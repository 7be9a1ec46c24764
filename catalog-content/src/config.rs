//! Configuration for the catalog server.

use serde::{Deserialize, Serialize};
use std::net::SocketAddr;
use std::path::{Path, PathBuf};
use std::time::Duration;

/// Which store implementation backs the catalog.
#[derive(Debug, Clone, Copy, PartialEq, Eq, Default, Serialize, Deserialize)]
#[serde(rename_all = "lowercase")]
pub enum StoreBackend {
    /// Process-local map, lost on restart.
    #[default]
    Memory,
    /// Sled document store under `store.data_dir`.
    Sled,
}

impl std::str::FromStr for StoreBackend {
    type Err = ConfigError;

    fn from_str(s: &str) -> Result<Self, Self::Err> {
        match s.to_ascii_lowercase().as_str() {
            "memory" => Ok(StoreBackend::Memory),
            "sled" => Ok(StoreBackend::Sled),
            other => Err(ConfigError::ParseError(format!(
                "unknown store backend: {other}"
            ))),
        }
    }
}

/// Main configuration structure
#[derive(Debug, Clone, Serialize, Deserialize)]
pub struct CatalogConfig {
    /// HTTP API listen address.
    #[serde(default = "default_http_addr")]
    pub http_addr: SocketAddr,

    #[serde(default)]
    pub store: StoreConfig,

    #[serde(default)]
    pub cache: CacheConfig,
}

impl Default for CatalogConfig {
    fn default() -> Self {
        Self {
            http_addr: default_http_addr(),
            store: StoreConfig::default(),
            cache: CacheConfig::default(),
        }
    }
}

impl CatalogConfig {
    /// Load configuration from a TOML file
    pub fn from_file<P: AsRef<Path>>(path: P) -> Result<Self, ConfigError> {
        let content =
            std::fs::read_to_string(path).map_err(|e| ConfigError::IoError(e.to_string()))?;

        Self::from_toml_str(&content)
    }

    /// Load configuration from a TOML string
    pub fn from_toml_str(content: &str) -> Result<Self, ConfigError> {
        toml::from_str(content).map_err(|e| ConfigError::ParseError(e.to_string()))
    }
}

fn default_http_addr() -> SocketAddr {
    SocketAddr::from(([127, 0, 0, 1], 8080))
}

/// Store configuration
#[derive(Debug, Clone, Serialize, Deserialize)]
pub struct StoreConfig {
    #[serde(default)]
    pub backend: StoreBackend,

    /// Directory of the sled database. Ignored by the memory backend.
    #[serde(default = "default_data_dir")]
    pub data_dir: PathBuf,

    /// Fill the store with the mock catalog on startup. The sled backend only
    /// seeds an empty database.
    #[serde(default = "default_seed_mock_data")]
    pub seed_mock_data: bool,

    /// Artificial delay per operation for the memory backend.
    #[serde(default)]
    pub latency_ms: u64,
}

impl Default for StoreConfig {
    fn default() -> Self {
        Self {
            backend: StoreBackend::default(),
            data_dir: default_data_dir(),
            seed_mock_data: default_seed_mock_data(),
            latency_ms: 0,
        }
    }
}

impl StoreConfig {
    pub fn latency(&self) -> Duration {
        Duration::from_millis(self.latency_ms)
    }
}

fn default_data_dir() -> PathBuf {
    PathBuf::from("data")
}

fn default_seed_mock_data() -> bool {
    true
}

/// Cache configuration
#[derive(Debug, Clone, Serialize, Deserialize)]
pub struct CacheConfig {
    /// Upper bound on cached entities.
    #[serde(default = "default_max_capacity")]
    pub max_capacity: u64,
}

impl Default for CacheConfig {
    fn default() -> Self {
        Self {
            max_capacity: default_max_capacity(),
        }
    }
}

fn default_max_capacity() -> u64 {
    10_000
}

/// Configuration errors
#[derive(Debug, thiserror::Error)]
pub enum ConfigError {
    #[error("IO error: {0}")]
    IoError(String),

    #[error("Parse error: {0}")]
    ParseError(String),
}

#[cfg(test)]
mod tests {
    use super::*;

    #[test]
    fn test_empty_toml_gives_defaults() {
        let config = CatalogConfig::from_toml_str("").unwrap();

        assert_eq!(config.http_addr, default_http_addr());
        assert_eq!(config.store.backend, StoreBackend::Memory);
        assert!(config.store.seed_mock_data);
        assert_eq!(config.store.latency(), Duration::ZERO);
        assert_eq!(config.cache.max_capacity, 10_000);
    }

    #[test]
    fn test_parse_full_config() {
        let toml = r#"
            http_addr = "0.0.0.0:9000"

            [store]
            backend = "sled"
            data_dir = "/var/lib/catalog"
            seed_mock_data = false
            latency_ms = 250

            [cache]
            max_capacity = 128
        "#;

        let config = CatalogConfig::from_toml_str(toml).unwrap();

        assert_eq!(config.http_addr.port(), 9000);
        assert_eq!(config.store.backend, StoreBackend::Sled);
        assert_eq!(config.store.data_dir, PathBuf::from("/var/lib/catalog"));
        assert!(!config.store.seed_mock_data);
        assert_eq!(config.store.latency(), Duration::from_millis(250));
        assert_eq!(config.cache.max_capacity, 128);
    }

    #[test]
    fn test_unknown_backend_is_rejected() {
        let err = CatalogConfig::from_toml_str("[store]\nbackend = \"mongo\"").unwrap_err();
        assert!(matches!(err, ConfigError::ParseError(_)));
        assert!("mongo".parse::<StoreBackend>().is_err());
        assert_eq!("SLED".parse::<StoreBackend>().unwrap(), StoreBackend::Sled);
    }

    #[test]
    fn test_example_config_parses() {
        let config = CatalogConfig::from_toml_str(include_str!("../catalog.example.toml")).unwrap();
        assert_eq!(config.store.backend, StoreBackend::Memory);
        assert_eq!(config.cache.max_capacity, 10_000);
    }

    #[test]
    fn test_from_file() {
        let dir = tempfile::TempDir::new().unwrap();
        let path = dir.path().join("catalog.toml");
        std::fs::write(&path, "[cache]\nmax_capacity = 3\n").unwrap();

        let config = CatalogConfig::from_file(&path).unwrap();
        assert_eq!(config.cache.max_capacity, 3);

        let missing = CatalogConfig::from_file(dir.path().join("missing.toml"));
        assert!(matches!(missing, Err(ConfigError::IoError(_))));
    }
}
——
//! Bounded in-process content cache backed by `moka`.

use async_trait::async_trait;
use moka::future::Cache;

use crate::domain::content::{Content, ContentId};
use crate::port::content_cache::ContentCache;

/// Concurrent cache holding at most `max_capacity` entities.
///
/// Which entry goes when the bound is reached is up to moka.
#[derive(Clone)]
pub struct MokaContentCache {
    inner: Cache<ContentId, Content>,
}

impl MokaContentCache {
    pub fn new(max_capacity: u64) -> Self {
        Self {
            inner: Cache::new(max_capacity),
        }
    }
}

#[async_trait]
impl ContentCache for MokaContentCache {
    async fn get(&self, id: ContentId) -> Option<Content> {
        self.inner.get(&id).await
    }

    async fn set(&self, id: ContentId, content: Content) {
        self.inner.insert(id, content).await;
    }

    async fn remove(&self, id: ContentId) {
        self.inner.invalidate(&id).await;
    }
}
——
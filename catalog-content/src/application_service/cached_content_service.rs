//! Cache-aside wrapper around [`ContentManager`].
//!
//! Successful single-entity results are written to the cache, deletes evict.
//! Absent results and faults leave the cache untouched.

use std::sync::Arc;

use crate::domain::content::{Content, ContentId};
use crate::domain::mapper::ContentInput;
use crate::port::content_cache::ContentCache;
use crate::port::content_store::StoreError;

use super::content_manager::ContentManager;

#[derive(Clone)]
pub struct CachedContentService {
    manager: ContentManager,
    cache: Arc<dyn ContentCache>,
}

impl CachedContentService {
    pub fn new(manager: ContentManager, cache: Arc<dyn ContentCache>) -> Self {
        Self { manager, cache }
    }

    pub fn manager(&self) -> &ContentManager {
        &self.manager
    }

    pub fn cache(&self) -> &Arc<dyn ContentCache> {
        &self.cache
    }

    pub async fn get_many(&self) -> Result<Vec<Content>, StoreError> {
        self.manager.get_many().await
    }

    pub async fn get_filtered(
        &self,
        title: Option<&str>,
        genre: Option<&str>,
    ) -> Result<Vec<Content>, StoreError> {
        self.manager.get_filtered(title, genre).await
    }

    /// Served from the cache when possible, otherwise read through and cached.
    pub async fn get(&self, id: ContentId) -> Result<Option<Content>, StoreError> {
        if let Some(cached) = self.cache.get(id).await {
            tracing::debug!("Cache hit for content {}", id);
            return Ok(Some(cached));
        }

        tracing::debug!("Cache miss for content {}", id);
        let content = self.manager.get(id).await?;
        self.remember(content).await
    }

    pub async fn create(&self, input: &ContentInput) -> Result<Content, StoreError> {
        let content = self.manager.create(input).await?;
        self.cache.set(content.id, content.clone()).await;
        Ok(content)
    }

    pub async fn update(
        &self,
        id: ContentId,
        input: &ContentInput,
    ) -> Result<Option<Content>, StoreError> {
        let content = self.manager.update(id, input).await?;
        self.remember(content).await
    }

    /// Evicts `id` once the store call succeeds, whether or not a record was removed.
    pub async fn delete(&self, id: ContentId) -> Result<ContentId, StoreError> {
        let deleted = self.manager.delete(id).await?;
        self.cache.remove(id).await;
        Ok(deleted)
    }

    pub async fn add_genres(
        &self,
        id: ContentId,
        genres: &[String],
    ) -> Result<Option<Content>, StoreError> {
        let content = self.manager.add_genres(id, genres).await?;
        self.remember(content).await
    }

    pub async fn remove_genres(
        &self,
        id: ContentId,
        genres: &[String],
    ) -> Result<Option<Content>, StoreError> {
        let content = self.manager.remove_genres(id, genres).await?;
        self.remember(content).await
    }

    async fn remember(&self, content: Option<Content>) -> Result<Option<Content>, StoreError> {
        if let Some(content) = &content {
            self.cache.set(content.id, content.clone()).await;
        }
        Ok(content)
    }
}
——
# Work item
Among the entries above, say how many lines hold the word "results". No other words belong in the answer.

# Your response
2